A large strip club at the base of the Queensboro Bridge in Queens Plaza is fighting the city’s efforts to force it out of its valuable location in Long Island City, a decade after zoning laws pushed it out of another location two miles away, according to a lawsuit filed Monday.
The gentleman’s club, Scandals, at 24-03 Queens Plaza North, is suing the city and the Department of Buildings to stop the government from trying to change the club’s certificate of occupancy, which would make it illegal for the club to remain as is in the approximately 6,000-square-foot location.
Scandals maintains that “its First Amendment and other rights have been
threatened by the contradictory and erroneous positions of the
Department of Buildings,” the lawsuit says.

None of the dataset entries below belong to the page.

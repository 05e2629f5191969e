//! Labelled graph owning its storage and the biconnectivity scratch state.

use std::fmt::{Debug, Display, Formatter};

use derivative::Derivative;

use crate::{
    biconnected::{Biconnectivity, TarjanState},
    error::{GraphError, Result},
    shortest_path::{self, Route},
    spanning_tree::{self, SpanningTree},
    storage::{Adjacency, AdjacencyMatrix, Weight},
    traversal,
};

/// Undirected weighted graph over a fixed, ordered set of labelled vertices.
/// A vertex's position in the label list is its index for every algorithm.
#[derive(Derivative, Clone)]
#[derivative(Debug)]
pub struct Graph<L, S = AdjacencyMatrix>
where
    S: Adjacency,
{
    vertices: Vec<L>,
    adjacency: S,
    #[derivative(Debug = "ignore")]
    tarjan: TarjanState,
}

impl<L, S> Graph<L, S>
where
    L: PartialEq + Clone + Debug,
    S: Adjacency,
{
    /// New graph on the given labels, with no edges. Labels should be distinct: lookups return the first match.
    pub fn new(vertices: impl IntoIterator<Item = L>) -> Self {
        let vertices: Vec<L> = vertices.into_iter().collect();
        Self {
            adjacency: S::new(vertices.len()),
            vertices,
            tarjan: TarjanState::new(),
        }
    }

    pub fn vertex_count(&self) -> usize {
        self.vertices.len()
    }

    pub fn edge_count(&self) -> usize {
        self.adjacency.edge_count()
    }

    pub fn labels(&self) -> &[L] {
        &self.vertices
    }

    pub fn label(&self, index: usize) -> Option<&L> {
        self.vertices.get(index)
    }

    pub fn adjacency(&self) -> &S {
        &self.adjacency
    }

    /// Index of the first vertex with this label.
    pub fn index_of(&self, label: &L) -> Option<usize> {
        self.vertices.iter().position(|l| l == label)
    }

    /// Adds an edge of weight 1. See `add_weighted_edge`.
    pub fn add_edge(&mut self, u: usize, v: usize) -> bool {
        self.add_weighted_edge(u, v, 1)
    }

    /// Sets the edge u-v to the given weight, replacing any previous one. A zero weight removes it.
    /// Returns false and does nothing for self loops or out of range indices.
    pub fn add_weighted_edge(&mut self, u: usize, v: usize, weight: Weight) -> bool {
        let n = self.vertex_count();
        if u == v || u >= n || v >= n {
            log::trace!("ignoring edge {u}-{v} on {n} vertices");
            return false;
        }
        self.adjacency.set_weight(u, v, weight);
        true
    }

    /// `add_weighted_edge` addressed by labels.
    pub fn connect(&mut self, a: &L, b: &L, weight: Weight) -> Result<bool> {
        let u = self.resolve(a)?;
        let v = self.resolve(b)?;
        Ok(self.add_weighted_edge(u, v, weight))
    }

    /// Weight of u-v, None if there is no such edge or either index is out of range.
    pub fn weight(&self, u: usize, v: usize) -> Option<Weight> {
        let n = self.vertex_count();
        if u < n && v < n {
            self.adjacency.weight(u, v)
        } else {
            None
        }
    }

    /// Neighbors of u in increasing index order. Empty if u is out of range.
    pub fn neighbors(&self, u: usize) -> impl Iterator<Item = (usize, Weight)> + '_ {
        (u < self.vertex_count())
            .then(|| self.adjacency.neighbors(u))
            .into_iter()
            .flatten()
    }

    /// Every edge once, as (u, v, weight) with u < v.
    pub fn edges(&self) -> Vec<(usize, usize, Weight)> {
        self.adjacency.edges()
    }

    fn resolve(&self, label: &L) -> Result<usize> {
        self.index_of(label)
            .ok_or_else(|| GraphError::VertexNotFound(format!("{label:?}")))
    }

    fn to_label(&self, index: usize) -> L {
        self.vertices[index].clone()
    }

    fn to_labels(&self, indices: impl IntoIterator<Item = usize>) -> Vec<L> {
        indices.into_iter().map(|i| self.to_label(i)).collect()
    }

    pub fn bfs(&self, start: &L) -> Result<Vec<L>> {
        let order = traversal::bfs(&self.adjacency, self.resolve(start)?)?;
        Ok(self.to_labels(order))
    }

    pub fn dfs(&self, start: &L) -> Result<Vec<L>> {
        let order = traversal::dfs(&self.adjacency, self.resolve(start)?)?;
        Ok(self.to_labels(order))
    }

    /// One route per vertex, in index order. Unreachable vertices have no distance and an empty path.
    pub fn dijkstra(&self, start: &L) -> Result<Vec<Route<L>>> {
        let paths = shortest_path::dijkstra(&self.adjacency, self.resolve(start)?)?;
        Ok(paths
            .routes()
            .into_iter()
            .map(|r| Route {
                target: self.to_label(r.target),
                distance: r.distance,
                path: self.to_labels(r.path),
            })
            .collect())
    }

    pub fn prim(&self, start: &L) -> Result<SpanningTree<L>> {
        let tree = spanning_tree::prim(&self.adjacency, self.resolve(start)?)?;
        Ok(tree.map(|i| self.to_label(i)))
    }

    /// Articulation points, biconnected components and bridges of the whole graph.
    /// Reuses the graph's scratch buffers, hence `&mut self`.
    pub fn find_biconnected_components_and_articulation(&mut self) -> Biconnectivity<L> {
        let result = self.tarjan.run(&self.adjacency);
        result.map(|i| self.vertices[i].clone())
    }

    /// Scratch state left by the last biconnectivity run.
    pub fn tarjan_state(&self) -> &TarjanState {
        &self.tarjan
    }
}

/// Adjacency matrix with a header of labels, one row per vertex.
impl<L, S> Display for Graph<L, S>
where
    L: Display,
    S: Adjacency,
{
    fn fmt(&self, f: &mut Formatter<'_>) -> std::fmt::Result {
        let n = self.vertices.len();
        let cell = |w: Option<Weight>| w.unwrap_or(0).to_string();
        let width = (0..n)
            .flat_map(|u| (0..n).map(move |v| (u, v)))
            .map(|(u, v)| cell(self.adjacency.weight(u, v)).len())
            .chain(self.vertices.iter().map(|l| l.to_string().len()))
            .max()
            .unwrap_or(1);
        write!(f, "{:width$}", "")?;
        for l in &self.vertices {
            write!(f, " {:>width$}", l.to_string())?;
        }
        writeln!(f)?;
        for (u, l) in self.vertices.iter().enumerate() {
            write!(f, "{:<width$}", l.to_string())?;
            for v in 0..n {
                write!(f, " {:>width$}", cell(self.adjacency.weight(u, v)))?;
            }
            writeln!(f)?;
        }
        Ok(())
    }
}
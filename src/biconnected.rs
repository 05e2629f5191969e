//! Articulation points, bridges and biconnected components with Tarjan's low-link DFS.
//!
//! Every tree or back edge is pushed on an edge stack when first traversed. When a child v of u
//! finishes with `low[v] >= dfn[u]`, nothing in v's subtree reaches above u, so the edges pushed
//! since (u, v) form one biconnected component and are popped together. At a DFS root this
//! condition always holds, which closes the last component of every tree.

use std::collections::BTreeSet;
use std::fmt::{Debug, Formatter};

use debug_tree::{add_branch_to, AsTree, TreeBuilder};
use derivative::Derivative;

use crate::storage::Adjacency;

const NO_PARENT: usize = usize::MAX;

/// Prints ∅ for `NO_PARENT`.
struct PrettyParent(usize);

impl Debug for PrettyParent {
    fn fmt(&self, f: &mut Formatter<'_>) -> std::fmt::Result {
        if self.0 == NO_PARENT {
            write!(f, "∅")
        } else {
            write!(f, "{}", self.0)
        }
    }
}

#[allow(clippy::ptr_arg)]
fn parents_fmt(parents: &Vec<usize>, f: &mut Formatter) -> std::fmt::Result {
    f.debug_list()
        .entries(parents.iter().copied().map(PrettyParent))
        .finish()
}

/// Outcome of a biconnectivity run.
#[derive(Debug, Clone, PartialEq, Eq)]
pub struct Biconnectivity<V> {
    /// Cut vertices, in increasing index order.
    pub articulation_points: Vec<V>,
    /// Each component is a list of distinct undirected edges (smaller index first), sorted by index.
    /// Components appear in the order the search closed them.
    pub components: Vec<Vec<(V, V)>>,
    /// Edges whose removal disconnects their endpoints, sorted by index.
    pub bridges: Vec<(V, V)>,
}

impl<V> Biconnectivity<V> {
    pub fn is_biconnected(&self) -> bool {
        self.articulation_points.is_empty() && self.components.len() <= 1
    }

    pub fn map<W>(self, mut f: impl FnMut(V) -> W) -> Biconnectivity<W> {
        let mut pair = |(a, b): (V, V)| (f(a), f(b));
        let components: Vec<Vec<(W, W)>> = self
            .components
            .into_iter()
            .map(|c| c.into_iter().map(&mut pair).collect())
            .collect();
        let bridges: Vec<(W, W)> = self.bridges.into_iter().map(&mut pair).collect();
        Biconnectivity {
            articulation_points: self.articulation_points.into_iter().map(f).collect(),
            components,
            bridges,
        }
    }
}

/// Scratch buffers for the search. Sized to the vertex count and cleared at the start of every run,
/// so one instance can be reused across runs and graphs.
#[derive(Derivative, Clone, Default)]
#[derivative(Debug)]
pub struct TarjanState {
    /// Discovery time, starting at 1. Zero means undiscovered.
    dfn: Vec<usize>,
    /// Smallest discovery time reachable from the subtree using at most one back edge.
    low: Vec<usize>,
    /// Parent in the DFS forest.
    #[derivative(Debug(format_with = "parents_fmt"))]
    parent: Vec<usize>,
    is_articulation: Vec<bool>,
    /// Edges (parent, child) of the component currently open.
    edge_stack: Vec<(usize, usize)>,
    timestamp: usize,
    components: Vec<BTreeSet<(usize, usize)>>,
    bridges: BTreeSet<(usize, usize)>,
}

impl TarjanState {
    pub fn new() -> Self {
        Self::default()
    }

    fn reset(&mut self, n: usize) {
        for v in [&mut self.dfn, &mut self.low] {
            v.clear();
            v.resize(n, 0);
        }
        self.parent.clear();
        self.parent.resize(n, NO_PARENT);
        self.is_articulation.clear();
        self.is_articulation.resize(n, false);
        self.edge_stack.clear();
        self.timestamp = 0;
        self.components.clear();
        self.bridges.clear();
    }

    /// Runs the search over the whole graph, one DFS tree per connected component.
    pub fn run<A: Adjacency>(&mut self, adj: &A) -> Biconnectivity<usize> {
        let n = adj.vertex_count();
        self.reset(n);
        for root in 0..n {
            if self.dfn[root] == 0 {
                self.visit(adj, root);
            }
        }
        assert!(self.edge_stack.is_empty(), "edges left outside any component");
        let result = Biconnectivity {
            articulation_points: (0..n).filter(|&u| self.is_articulation[u]).collect(),
            components: self
                .components
                .iter()
                .map(|c| c.iter().copied().collect())
                .collect(),
            bridges: self.bridges.iter().copied().collect(),
        };
        log::debug!(
            "biconnectivity on {n} vertices: {} articulation points, {} components, {} bridges",
            result.articulation_points.len(),
            result.components.len(),
            result.bridges.len()
        );
        result
    }

    fn visit<A: Adjacency>(&mut self, adj: &A, u: usize) {
        self.timestamp += 1;
        self.dfn[u] = self.timestamp;
        self.low[u] = self.timestamp;
        let p = self.parent[u];
        let mut skipped_parent = false;
        let mut children = 0;
        for (v, _) in adj.neighbors(u) {
            if v == p && !skipped_parent {
                skipped_parent = true;
                continue;
            }
            if self.dfn[v] == 0 {
                children += 1;
                self.parent[v] = u;
                self.edge_stack.push((u, v));
                self.visit(adj, v);
                self.low[u] = self.low[u].min(self.low[v]);
                if self.low[v] >= self.dfn[u] {
                    if p != NO_PARENT {
                        self.is_articulation[u] = true;
                    }
                    self.close_component(u, v);
                }
                if self.low[v] > self.dfn[u] {
                    self.bridges.insert((u.min(v), u.max(v)));
                }
            } else if self.dfn[v] < self.dfn[u] {
                // Back edge to an ancestor.
                self.edge_stack.push((u, v));
                self.low[u] = self.low[u].min(self.dfn[v]);
            }
        }
        if p == NO_PARENT && children >= 2 {
            self.is_articulation[u] = true;
        }
    }

    /// Pops edges up to and including (u, v) as one component.
    fn close_component(&mut self, u: usize, v: usize) {
        let mut component = BTreeSet::new();
        while let Some((a, b)) = self.edge_stack.pop() {
            component.insert((a.min(b), a.max(b)));
            if (a, b) == (u, v) {
                break;
            }
        }
        log::trace!("closed component at {u}-{v}: {component:?}");
        self.components.push(component);
    }

    /// Discovery times of the last run, zero for vertices it never reached.
    pub fn dfn(&self) -> &[usize] {
        &self.dfn
    }

    /// Low-link values of the last run.
    pub fn low(&self) -> &[usize] {
        &self.low
    }

    /// Parent of u in the DFS forest of the last run, None for roots.
    pub fn parent(&self, u: usize) -> Option<usize> {
        Some(self.parent[u]).filter(|&p| p != NO_PARENT)
    }

    /// The DFS forest of the last run rendered as a tree, with dfn and low of every vertex.
    pub fn forest(&self) -> String {
        let builder = TreeBuilder::new();
        {
            let _b = builder.add_branch("DFS forest");
            for root in 0..self.dfn.len() {
                if self.dfn[root] != 0 && self.parent[root] == NO_PARENT {
                    self.forest_dbg(root, &builder);
                }
            }
        }
        builder.string()
    }

    fn forest_dbg<T: AsTree>(&self, u: usize, tree: &T) {
        add_branch_to!(*tree, "[{u}] dfn {} low {}", self.dfn[u], self.low[u]);
        let mut children: Vec<usize> = (0..self.parent.len())
            .filter(|&v| self.parent[v] == u)
            .collect();
        children.sort_by_key(|&v| self.dfn[v]);
        for v in children {
            self.forest_dbg(v, tree);
        }
    }
}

The city applied, through its administrative review agency, the Board of Standards and Appeals, to remove the authorization for an adult club, Scandals’ complaint, filed in New York State Supreme Court, says.
The suit claims that the city also recommended Scandals waive any claim that it can run a 100 percent adult operation at the location and suggested it convert it to a so-called 60/40 club, which means that less than 40 percent would be available for adult business.
The club is owned and operated by TC Queens Entertainment, which did not respond to a request for comment.
Yesterday, a State Supreme Court judge said the BSA would have to rule
on the city’s application before the lawsuit could continue.
are pleased that [State Supreme Court Justice Louis York] recognized
that Scandals must argue its case before the appropriate administrative
body before it can go to court,” Robin Binder, deputy chief of the
city’s Law Department, said in a statement to The Real Deal.
Scandals is next to the luxury condominium development View59, at 24-15 Queens Plaza North, in a rapidly gentrifying neighborhood where 400,000 square feet of new housing has been built, said John Maltz, president of Long Island City-based commercial brokerage Greiner-Maltz Real Estate, who is not involved with the lawsuit.
“The city has a policy of forcing undesirable uses out of gentrifying neighborhoods,” Maltz said.
But relics of the neighborhood’s racy past remain.
On the other side of Queens Plaza is the strip club Cityscapes, at 27-00 Queens Plaza South. Long-timers said many strip clubs migrated to Queens after the administration of Mayor Rudolph Giuliani pressured strip clubs to leave the Times Square area.
In 1995, the city passed a law generally prohibiting adult uses in residential districts, or within 500 feet of a school, house of worship and other sensitive locations.
In July 2001 the city rezoned Queens Plaza to include a residential component, but in May 2002 the DOB granted a certificate of occupancy to the club to open up. The city said it has applied to change that certificate of occupancy, according to a spokesperson for the Department of Law, the city’s attorney.
Joseph Conley, the chairman of Community Board 2, said the board, which covers the area just south of the strip club, wants the strip club to go.
“We would like to have them all out,” he said.
Insiders said a strip club in Queens Plaza would likely pay about 25 percent more in rent than a traditional retail or restaurant use in the same space, and was likely occupying the space despite the club’s December 2008 lease expiration through a commonplace feature such as a five-year lease extension.
It was in 1998 that TC Queens Entertainment was forced to move by city zoning laws. Before moving to Queens Plaza that year, TC Queens Entertainment operated a nightclub at 32-37 Greenpoint Avenue about two miles south, but moved when it ran afoul of the new 1995 zoning regulations because it was too close to a cemetery, the filing says.
In December 1998, the strip club owners signed a 10-year lease with Kenbridge Realty, the owner of the one-story building on Queens Plaza North. TC Queens then undertook a gut rehabilitation of the space, which they completed in May 2002. Kenbridge did not respond to requests for comment.